Wright throughout the book tries to keep from agreeing with either the liberal or conservative traditions that would make Jesus into either just a good teacher or someone who came for only the spiritual salvation of some. I probably agree with Wright's stance, but sometimes he seems to go too much out of his way to establish that he is not among the more conservative members of the church. I gather this is so that those who are reading would not simply stick him into such a category.
What I understand Wright to be saying is that, although the coming of Christ and his work do involve the salvation of individuals, this wasn't the main reason. Rather Christ was starting to bring all creation under His rule, as it should be. This involves humans, principalities and powers, etc.. Thus we shouldn't think of the gospel as an "escape from this world" kind of model, but rather a "Kingdom on earth" in which humans are the agents that God has chosen to use.

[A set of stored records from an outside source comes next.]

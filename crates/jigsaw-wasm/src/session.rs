//! One play session: the controller plus every timer and listener bound to it.
//! Dropping a session cancels its pending reveal and detaches its listeners.

use std::cell::RefCell;
use std::rc::{Rc, Weak};

use gloo::events::EventListener;
use gloo::timers::callback::Timeout;
use jigsaw_core::{
    BoardVisual, BundleRequest, DownloadFailure, GameController, ImageInfo, InputEvent, Phase,
    RevealTicket, SwapOutcome,
};

use crate::dom::{DomElements, DomSurface, DomViewport};
use crate::input;
use crate::notify::AlertNotifier;

pub type DomController = GameController<DomSurface, AlertNotifier>;

pub struct Session {
    controller: Rc<RefCell<DomController>>,
    reveal: Rc<RefCell<Option<Timeout>>>,
    _listeners: Vec<EventListener>,
}

impl Session {
    pub fn new(controller: DomController, elements: &DomElements) -> Self {
        let controller = Rc::new(RefCell::new(controller));
        let reveal = Rc::new(RefCell::new(None));
        let dispatcher = Dispatcher {
            controller: Rc::downgrade(&controller),
            reveal: Rc::downgrade(&reveal),
        };

        let mut listeners = input::bind_grid(elements, &dispatcher);
        listeners.extend(input::bind_resize(elements, dispatcher));

        Self {
            controller,
            reveal,
            _listeners: listeners,
        }
    }

    pub fn dispatcher(&self) -> Dispatcher {
        Dispatcher {
            controller: Rc::downgrade(&self.controller),
            reveal: Rc::downgrade(&self.reveal),
        }
    }

    pub fn phase(&self) -> Phase {
        self.controller.borrow().phase()
    }

    pub fn is_solved(&self) -> bool {
        self.controller.borrow().is_solved()
    }

    pub fn visual(&self) -> Option<BoardVisual> {
        self.controller.borrow().visual()
    }
}

/// Weak handle that event callbacks use to reach the session; goes inert
/// once the session is dropped.
#[derive(Clone)]
pub struct Dispatcher {
    controller: Weak<RefCell<DomController>>,
    reveal: Weak<RefCell<Option<Timeout>>>,
}

impl Dispatcher {
    pub fn dispatch(&self, event: InputEvent) {
        let Some(controller) = self.controller.upgrade() else {
            return;
        };
        let outcome = controller.borrow_mut().handle_input(event);
        if let Some(SwapOutcome::Swapped { reveal, .. }) = outcome {
            self.schedule(reveal);
        }
    }

    /// Replace any pending reveal timer with one for `ticket`
    fn schedule(&self, ticket: Option<RevealTicket>) {
        let Some(slot) = self.reveal.upgrade() else {
            return;
        };
        let timer = ticket.map(|ticket| {
            let controller = self.controller.clone();
            Timeout::new(ticket.delay_ms, move || {
                if let Some(controller) = controller.upgrade() {
                    controller.borrow_mut().reveal(ticket);
                }
            })
        });
        *slot.borrow_mut() = timer;
    }

    pub fn image_ready(
        &self,
        loaded: Result<ImageInfo, String>,
        path: &str,
        elements: &DomElements,
    ) {
        let Some(controller) = self.controller.upgrade() else {
            gloo::console::log!("session replaced before image load finished");
            return;
        };
        match loaded {
            Ok(image) => {
                elements.set_background_image(&image.src);
                let viewport = DomViewport::new(elements.frame.clone());
                let ticket = controller.borrow_mut().image_loaded(image, &viewport);
                if ticket.is_some() {
                    self.schedule(ticket);
                }
            }
            Err(cause) => controller.borrow_mut().image_failed(path, &cause),
        }
    }

    pub fn relayout(&self, viewport: &DomViewport) {
        if let Some(controller) = self.controller.upgrade() {
            controller.borrow_mut().relayout(viewport);
        }
    }

    pub fn bundle_request(&self) -> Option<BundleRequest> {
        let controller = self.controller.upgrade()?;
        let request = controller.borrow_mut().bundle_request();
        request
    }

    pub fn download_failed(&self, path: &str, failure: DownloadFailure) {
        if let Some(controller) = self.controller.upgrade() {
            controller.borrow_mut().download_failed(path, failure);
        }
    }
}
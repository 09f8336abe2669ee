//! Pure projection of board state onto renderable tile visuals

use serde::{Deserialize, Serialize};

use crate::board::Board;
use crate::layout::Layout;

/// One tile as the render surface should draw it
#[derive(Debug, Clone, PartialEq, Eq, Serialize, Deserialize)]
pub struct TileVisual {
    pub slot: usize,
    /// Background offset into the full-board-sized image
    pub source_offset_x: i64,
    pub source_offset_y: i64,
    pub size: u32,
    /// Top-left corner of the slot inside the board, padding included
    pub x: u32,
    pub y: u32,
    pub label: String,
}

/// The whole board, ready for a render surface
#[derive(Debug, Clone, PartialEq, Eq, Serialize, Deserialize)]
pub struct BoardVisual {
    pub grid_size: usize,
    pub tile_size: u32,
    pub board_width: u32,
    pub board_height: u32,
    pub gap: u32,
    pub padding: u32,
    pub image_src: String,
    pub tiles: Vec<TileVisual>,
}

/// Project the board through the layout. Returns `None` when the layout has
/// no drawable tile size or a slot position does not fit in pixels.
pub fn project(
    board: &Board,
    layout: &Layout,
    gap: u32,
    padding: u32,
    image_src: &str,
) -> Option<BoardVisual> {
    if !layout.is_renderable() {
        return None;
    }
    let size = layout.tile_size;
    let inset = padding / 2;
    let stride = size.checked_add(gap)?;
    let offset = |index: usize| {
        u32::try_from(index)
            .ok()
            .and_then(|i| i.checked_mul(stride))
            .and_then(|px| px.checked_add(inset))
    };

    let tiles = board
        .tiles()
        .iter()
        .enumerate()
        .map(|(slot, tile)| {
            let (row, col) = board.slot_position(slot);
            Some(TileVisual {
                slot,
                source_offset_x: -(tile.correct_col() as i64) * i64::from(size),
                source_offset_y: -(tile.correct_row() as i64) * i64::from(size),
                size,
                x: offset(col)?,
                y: offset(row)?,
                label: format!("Puzzle piece {}", slot + 1),
            })
        })
        .collect::<Option<Vec<_>>>()?;

    Some(BoardVisual {
        grid_size: board.grid_size(),
        tile_size: size,
        board_width: layout.board_width,
        board_height: layout.board_height,
        gap,
        padding,
        image_src: image_src.to_string(),
        tiles,
    })
}

#[cfg(test)]
mod tests {
    use super::*;
    use crate::board::Tile;

    fn layout() -> Layout {
        Layout {
            tile_size: 100,
            board_width: 100 * 3 + 4 + 16,
            board_height: 100 * 3 + 4 + 16,
        }
    }

    #[test]
    fn test_offsets_follow_correct_position() {
        let mut board = Board::solved(3).unwrap();
        board.swap(0, 8).unwrap();
        let visual = project(&board, &layout(), 2, 16, "img.png").unwrap();

        assert_eq!(visual.tiles.len(), 9);
        // Slot 0 now holds the bottom-right tile
        assert_eq!(visual.tiles[0].source_offset_x, -200);
        assert_eq!(visual.tiles[0].source_offset_y, -200);
        assert_eq!(visual.tiles[8].source_offset_x, 0);
        assert_eq!(visual.tiles[8].source_offset_y, 0);
        // Slot 5 is untouched: row 1, col 2
        assert_eq!(visual.tiles[5].source_offset_x, -200);
        assert_eq!(visual.tiles[5].source_offset_y, -100);
    }

    #[test]
    fn test_slot_positions_include_gap_and_padding() {
        let board = Board::solved(3).unwrap();
        let visual = project(&board, &layout(), 2, 16, "img.png").unwrap();
        assert_eq!((visual.tiles[0].x, visual.tiles[0].y), (8, 8));
        assert_eq!((visual.tiles[4].x, visual.tiles[4].y), (110, 110));
        assert_eq!((visual.tiles[8].x, visual.tiles[8].y), (212, 212));
        assert_eq!(visual.tiles[2].label, "Puzzle piece 3");
    }

    #[test]
    fn test_projection_is_idempotent() {
        let tiles = vec![Tile::new(1, 1), Tile::new(0, 1), Tile::new(1, 0), Tile::new(0, 0)];
        let board = Board::from_tiles(2, tiles).unwrap();
        let first = project(&board, &layout(), 2, 16, "img.png");
        let second = project(&board, &layout(), 2, 16, "img.png");
        assert_eq!(first, second);
    }

    #[test]
    fn test_unrenderable_layout_projects_nothing() {
        let board = Board::solved(3).unwrap();
        assert_eq!(project(&board, &Layout::EMPTY, 2, 16, "img.png"), None);
    }

    #[test]
    fn test_positions_past_u32_project_nothing() {
        let board = Board::solved(3).unwrap();
        let huge = Layout {
            tile_size: u32::MAX / 2,
            board_width: u32::MAX,
            board_height: u32::MAX,
        };
        assert_eq!(project(&board, &huge, 2, 16, "img.png"), None);
    }
}
//! WebAssembly front end for the swap-tile jigsaw
//!
//! Binds the engine in `jigsaw-core` to the page: tiles are `div`s inside
//! `#puzzleGrid`, gestures come from HTML drag-and-drop and touch events, and
//! the win modal and confetti are plain DOM.

use std::cell::RefCell;
use std::rc::{Rc, Weak};

use gloo::events::EventListener;
use jigsaw_core::{GameController, Notifier, Phase, PuzzleConfig, PuzzleError};
use wasm_bindgen::prelude::*;

mod assets;
mod celebrate;
mod dom;
mod input;
mod notify;
mod session;

// WASM tests require wasm-pack test to run
#[cfg(all(test, target_arch = "wasm32"))]
mod tests;

use dom::{DomElements, DomSurface};
use notify::AlertNotifier;
use session::Session;

// Initialize panic hook for better error messages
#[wasm_bindgen(start)]
pub fn init() {
    #[cfg(feature = "console_error_panic_hook")]
    console_error_panic_hook::set_once();
}

struct App {
    config: PuzzleConfig,
    elements: DomElements,
    session: RefCell<Option<Session>>,
    buttons: RefCell<Vec<EventListener>>,
}

impl App {
    fn dispatcher(&self) -> Option<session::Dispatcher> {
        self.session.borrow().as_ref().map(Session::dispatcher)
    }

    /// Start a brand-new session, discarding the current one
    fn start(&self) {
        // Drop first so the old session's timers and listeners are gone
        // before the new surface takes over the grid
        self.session.borrow_mut().take();

        let surface = DomSurface::new(
            self.elements.clone(),
            self.config.animation.clone(),
            self.config.confetti.clone(),
        );
        let controller = match GameController::new(self.config.clone(), surface, AlertNotifier) {
            Ok(controller) => controller,
            Err(err) => {
                report(&err, &self.config);
                return;
            }
        };

        let session = Session::new(controller, &self.elements);
        let dispatcher = session.dispatcher();
        *self.session.borrow_mut() = Some(session);

        let path = self.config.image_path();
        let elements = self.elements.clone();
        wasm_bindgen_futures::spawn_local(async move {
            let loaded = assets::load_image(&path).await;
            dispatcher.image_ready(loaded, &path, &elements);
        });
    }

    fn download(&self) {
        let Some(dispatcher) = self.dispatcher() else {
            return;
        };
        let Some(request) = dispatcher.bundle_request() else {
            return;
        };
        wasm_bindgen_futures::spawn_local(async move {
            if let Err(failure) = assets::download_bundle(&request).await {
                dispatcher.download_failed(&request.url, failure);
            }
        });
    }

    fn bind_buttons(app: &Rc<Self>) {
        let mut listeners = Vec::new();
        if let Some(button) = &app.elements.download_button {
            let app = Rc::downgrade(app);
            listeners.push(EventListener::new(button, "click", move |_| {
                if let Some(app) = Weak::upgrade(&app) {
                    app.download();
                }
            }));
        }
        if let Some(button) = &app.elements.play_again_button {
            let app = Rc::downgrade(app);
            listeners.push(EventListener::new(button, "click", move |_| {
                if let Some(app) = Weak::upgrade(&app) {
                    app.start();
                }
            }));
        }
        *app.buttons.borrow_mut() = listeners;
    }
}

/// Report an error raised before a controller exists to take it
fn report(err: &PuzzleError, config: &PuzzleConfig) {
    AlertNotifier.notify(&err.notice(&config.puzzle.name));
}

/// The puzzle as seen from JavaScript
#[wasm_bindgen]
pub struct PuzzleGame {
    app: Rc<App>,
}

#[wasm_bindgen]
impl PuzzleGame {
    /// Cache the page elements and start loading the puzzle. `config_json`
    /// optionally overrides parts of the default configuration.
    #[wasm_bindgen(constructor)]
    pub fn new(config_json: Option<String>) -> Result<PuzzleGame, JsValue> {
        let config = match config_json {
            Some(json) => PuzzleConfig::from_json(&json),
            None => Ok(PuzzleConfig::default()),
        };
        let fallback = PuzzleConfig::default();
        let (config, elements) = match config.and_then(|c| DomElements::cache().map(|e| (c, e))) {
            Ok(ready) => ready,
            Err(err) => {
                report(&err, &fallback);
                return Err(JsValue::from_str(&err.to_string()));
            }
        };

        let app = Rc::new(App {
            config,
            elements,
            session: RefCell::new(None),
            buttons: RefCell::new(Vec::new()),
        });
        App::bind_buttons(&app);
        app.start();
        Ok(PuzzleGame { app })
    }

    /// Throw away the current board and start over
    #[wasm_bindgen]
    pub fn play_again(&self) {
        self.app.start();
    }

    /// Fetch and save the board's download bundle
    #[wasm_bindgen]
    pub fn download(&self) {
        self.app.download();
    }

    #[wasm_bindgen]
    pub fn phase(&self) -> String {
        let phase = self.app.session.borrow().as_ref().map(Session::phase);
        match phase {
            Some(Phase::Playing) => "playing",
            Some(Phase::Won) => "won",
            Some(Phase::Failed) => "failed",
            Some(Phase::Loading) | None => "loading",
        }
        .to_string()
    }

    #[wasm_bindgen]
    pub fn is_solved(&self) -> bool {
        self.app
            .session
            .borrow()
            .as_ref()
            .is_some_and(Session::is_solved)
    }

    /// Current tile projection as a plain JS object, or `undefined`
    #[wasm_bindgen]
    pub fn visual(&self) -> JsValue {
        let visual = self.app.session.borrow().as_ref().and_then(Session::visual);
        visual
            .and_then(|v| serde_wasm_bindgen::to_value(&v).ok())
            .unwrap_or(JsValue::UNDEFINED)
    }

    /// Active configuration as JSON
    #[wasm_bindgen]
    pub fn config_json(&self) -> String {
        serde_json::to_string(&self.app.config).unwrap_or_default()
    }
}
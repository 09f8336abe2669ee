//! Small seedable PRNG shared by the shuffler and the confetti generator

/// PCG-style generator; seeded from the platform entropy source by default
#[derive(Debug, Clone)]
pub struct SimpleRng {
    state: u64,
}

impl Default for SimpleRng {
    fn default() -> Self {
        Self::new()
    }
}

impl SimpleRng {
    pub fn new() -> Self {
        // Use getrandom for WASM-compatible random seeding
        let mut seed_bytes = [0u8; 8];
        getrandom::getrandom(&mut seed_bytes).unwrap_or_else(|_| {
            // Fallback: use a static counter if getrandom fails
            static COUNTER: std::sync::atomic::AtomicU64 = std::sync::atomic::AtomicU64::new(1);
            let counter = COUNTER.fetch_add(1, std::sync::atomic::Ordering::Relaxed);
            seed_bytes = counter.to_le_bytes();
        });
        Self::with_seed(u64::from_le_bytes(seed_bytes))
    }

    pub fn with_seed(seed: u64) -> Self {
        Self {
            state: seed.wrapping_add(1),
        }
    }

    pub fn next_u32(&mut self) -> u32 {
        self.state = self
            .state
            .wrapping_mul(6364136223846793005)
            .wrapping_add(1442695040888963407);
        let xorshifted = (((self.state >> 18) ^ self.state) >> 27) as u32;
        let rot = (self.state >> 59) as u32;
        xorshifted.rotate_right(rot)
    }

    /// Uniform integer in `[0, bound)`. `bound` must be non-zero.
    pub fn below(&mut self, bound: usize) -> usize {
        debug_assert!(bound > 0);
        let bound = bound as u64;
        let span = u64::from(u32::MAX) + 1;
        // Reject the tail so every residue is equally likely
        let zone = span - span % bound;
        loop {
            let value = u64::from(self.next_u32());
            if value < zone {
                return (value % bound) as usize;
            }
        }
    }

    /// Uniform float in `[0, 1)`
    pub fn next_f64(&mut self) -> f64 {
        f64::from(self.next_u32()) / (f64::from(u32::MAX) + 1.0)
    }

    pub fn range_f64(&mut self, min: f64, max: f64) -> f64 {
        min + self.next_f64() * (max - min)
    }

    /// Uniform integer in the inclusive range `[min, max]`
    pub fn range_i32(&mut self, min: i32, max: i32) -> i32 {
        let width = (i64::from(max) - i64::from(min) + 1) as usize;
        min + self.below(width) as i32
    }

    /// Fisher-Yates shuffle
    pub fn shuffle<T>(&mut self, slice: &mut [T]) {
        for i in (1..slice.len()).rev() {
            let j = self.below(i + 1);
            slice.swap(i, j);
        }
    }
}

#[cfg(test)]
mod tests {
    use super::*;

    #[test]
    fn test_seeded_sequence_is_reproducible() {
        let mut a = SimpleRng::with_seed(7);
        let mut b = SimpleRng::with_seed(7);
        for _ in 0..32 {
            assert_eq!(a.next_u32(), b.next_u32());
        }
    }

    #[test]
    fn test_below_stays_in_bounds() {
        let mut rng = SimpleRng::with_seed(42);
        for bound in 1..40 {
            for _ in 0..50 {
                assert!(rng.below(bound) < bound);
            }
        }
    }

    #[test]
    fn test_ranges() {
        let mut rng = SimpleRng::with_seed(3);
        for _ in 0..500 {
            let f = rng.next_f64();
            assert!((0.0..1.0).contains(&f));

            let r = rng.range_f64(2.5, 5.0);
            assert!((2.5..5.0).contains(&r));

            let i = rng.range_i32(-100, 100);
            assert!((-100..=100).contains(&i));
        }
    }

    #[test]
    fn test_range_i32_reaches_both_ends() {
        let mut rng = SimpleRng::with_seed(11);
        let values: Vec<i32> = (0..400).map(|_| rng.range_i32(6, 12)).collect();
        assert!(values.contains(&6));
        assert!(values.contains(&12));
    }

    #[test]
    fn test_shuffle_keeps_elements() {
        let mut rng = SimpleRng::with_seed(99);
        let mut items: Vec<usize> = (0..25).collect();
        rng.shuffle(&mut items);
        let mut sorted = items.clone();
        sorted.sort_unstable();
        assert_eq!(sorted, (0..25).collect::<Vec<_>>());
    }
}
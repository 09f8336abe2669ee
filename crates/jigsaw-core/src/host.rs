//! Collaborators the game controller talks to
//!
//! The engine never touches a platform directly. A host supplies these
//! implementations (the browser front end drives the DOM with them; tests
//! record the calls).

use serde::{Deserialize, Serialize};

use crate::error::Notice;
use crate::interaction::Feedback;
use crate::layout::Size;
use crate::projection::BoardVisual;

/// Why the surface is being asked to redraw
#[derive(Debug, Clone, Copy, PartialEq, Eq, Serialize, Deserialize)]
pub enum RenderCause {
    Initial,
    Swap,
    Relayout,
}

/// Decoded puzzle image as the engine sees it
#[derive(Debug, Clone, PartialEq, Eq, Serialize, Deserialize)]
pub struct ImageInfo {
    pub width: u32,
    pub height: u32,
    /// Opaque handle the render surface can draw from (a URL in the browser)
    pub src: String,
}

pub trait RenderSurface {
    fn render(&mut self, visual: &BoardVisual, cause: RenderCause);

    fn show_feedback(&mut self, feedback: Feedback);

    /// Hand-off to the win celebration; fire and forget
    fn celebrate(&mut self, visual: Option<&BoardVisual>);
}

pub trait Notifier {
    fn notify(&mut self, notice: &Notice);
}

/// Source of the current drawable area
pub trait Viewport {
    fn size(&self) -> Size;
}

impl Viewport for Size {
    fn size(&self) -> Size {
        *self
    }
}
//! Image loading and bundle download

use gloo::net::http::Request;
use jigsaw_core::{BundleRequest, DownloadFailure, ImageInfo};
use wasm_bindgen::{JsCast, JsValue};
use wasm_bindgen_futures::JsFuture;
use web_sys::{Blob, BlobPropertyBag, HtmlAnchorElement, HtmlImageElement, Url};

const BUNDLE_MIME: &str = "application/zip";

/// Best-effort human readable text for a thrown JS value
pub fn js_message(value: &JsValue) -> String {
    if let Some(err) = value.dyn_ref::<js_sys::Error>() {
        return String::from(err.message());
    }
    value.as_string().unwrap_or_else(|| format!("{:?}", value))
}

/// Load and decode an image; the error is the cause text for the notice
pub async fn load_image(path: &str) -> Result<ImageInfo, String> {
    let image = HtmlImageElement::new().map_err(|e| js_message(&e))?;
    image.set_src(path);
    JsFuture::from(image.decode())
        .await
        .map_err(|e| format!("Failed to load image: {} ({})", path, js_message(&e)))?;

    Ok(ImageInfo {
        width: image.natural_width(),
        height: image.natural_height(),
        src: path.to_string(),
    })
}

fn create_object_url(bytes: &[u8], mime: &str) -> Result<String, JsValue> {
    let array = js_sys::Array::new();
    let u8_array = js_sys::Uint8Array::from(bytes);
    array.push(&u8_array.buffer());
    let options = BlobPropertyBag::new();
    options.set_type(mime);
    let blob = Blob::new_with_u8_array_sequence_and_options(&array, &options)?;
    Url::create_object_url_with_blob(&blob)
}

/// Hand the bytes to the browser as a file download
fn save_file(bytes: &[u8], filename: &str) -> Result<(), JsValue> {
    let document = web_sys::window()
        .ok_or("No window")?
        .document()
        .ok_or("No document")?;
    let body = document.body().ok_or("No body")?;

    let url = create_object_url(bytes, BUNDLE_MIME)?;
    let link = document
        .create_element("a")?
        .dyn_into::<HtmlAnchorElement>()?;
    link.set_href(&url);
    link.set_download(filename);

    body.append_child(&link)?;
    link.click();
    body.remove_child(&link)?;
    Url::revoke_object_url(&url)?;
    Ok(())
}

pub async fn download_bundle(request: &BundleRequest) -> Result<(), DownloadFailure> {
    let response = Request::get(&request.url)
        .send()
        .await
        .map_err(|e| DownloadFailure::Network(e.to_string()))?;

    if !response.ok() {
        return Err(DownloadFailure::Status {
            code: response.status(),
            text: response.status_text(),
        });
    }

    let bytes = response
        .binary()
        .await
        .map_err(|e| DownloadFailure::Network(e.to_string()))?;
    save_file(&bytes, &request.filename).map_err(|e| DownloadFailure::Network(js_message(&e)))
}
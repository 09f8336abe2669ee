//! Swap-tile jigsaw engine
//!
//! An image is cut into an N×N grid of square tiles which are shuffled; the
//! player swaps pairs of tiles until the picture is whole again. This crate
//! holds everything that does not depend on a platform: fitting the board to
//! a viewport, the tile permutation, projecting it into drawable tiles,
//! turning drag and touch gestures into swap requests, and the controller
//! that drives a session from loading to the win.

pub mod board;
pub mod celebration;
pub mod config;
pub mod controller;
pub mod error;
pub mod host;
pub mod interaction;
pub mod layout;
pub mod projection;
pub mod rng;

pub use board::{Board, Tile};
pub use celebration::{confetti_burst, ConfettiPiece};
pub use config::PuzzleConfig;
pub use controller::{BundleRequest, GameController, Phase, RevealTicket, SwapOutcome};
pub use error::{BoardError, DownloadFailure, Notice, PuzzleError, PuzzleResult};
pub use host::{ImageInfo, Notifier, RenderCause, RenderSurface, Viewport};
pub use interaction::{
    DragInput, Feedback, InputEvent, InteractionRouter, Point, SwapRequest, TouchInput,
};
pub use layout::{compute_layout, Layout, LayoutRequest, Size};
pub use projection::{project, BoardVisual, TileVisual};
pub use rng::SimpleRng;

I agree with the content, Wright is very persuasive and really does build up a good case from both the Bible and history, but perhaps I wouldn't take that amount of stress away from "salvation" that he does, considering the Bible does speak of this. I also wonder if in attempts to bring the narrative to more present matters, he neglects the future hope that Christ will come. For those who are persecuted and killed and see their families killed, putting aside the promises of heaven and of final judgment would be harmful. For those who are lazy, the "present" emphasis is helpful, for those who have lost so much already on account of Christ now, the "future" emphasis is needed. I think there is much more harmony between these two, I think Wright would agree also, but this books stressed one over the other, mainly (I think) due to whom this book is geared towards.
What I really enjoyed was some of the interesting history tidbits and comparisons with other messiah movements (ie, Simon, son of the star and Simon bar-Giora (66-70). Wright has a great way of making the stories of the Bible become alive by giving us a kind of historical background. Like going to Israel and seeing the land, so also knowing the history makes the stories of the Bible more "alive".
In regards to reading the Gospels, the Bible or anything, "we should be prepared to follow where the story leads".
In short, while I will sometimes be weary of some of his emphasis away from personal salvation, my impression is that it comes from motives to reach people who might have already passed off the Bible as some sort of escape from the world fluff. And that does resonate with me. And there are people who do neglect much of the kingdom and exclusively go the route of only "spiritual salvation" in a very much "escape from the world" mentality, and so these people (or maybe we all) need to be careful not to neglect important parts and teachings of the Bible. So again, while I might personally wish for a little more stress on a thing here or there, the contents of what Wright says usually wins me over.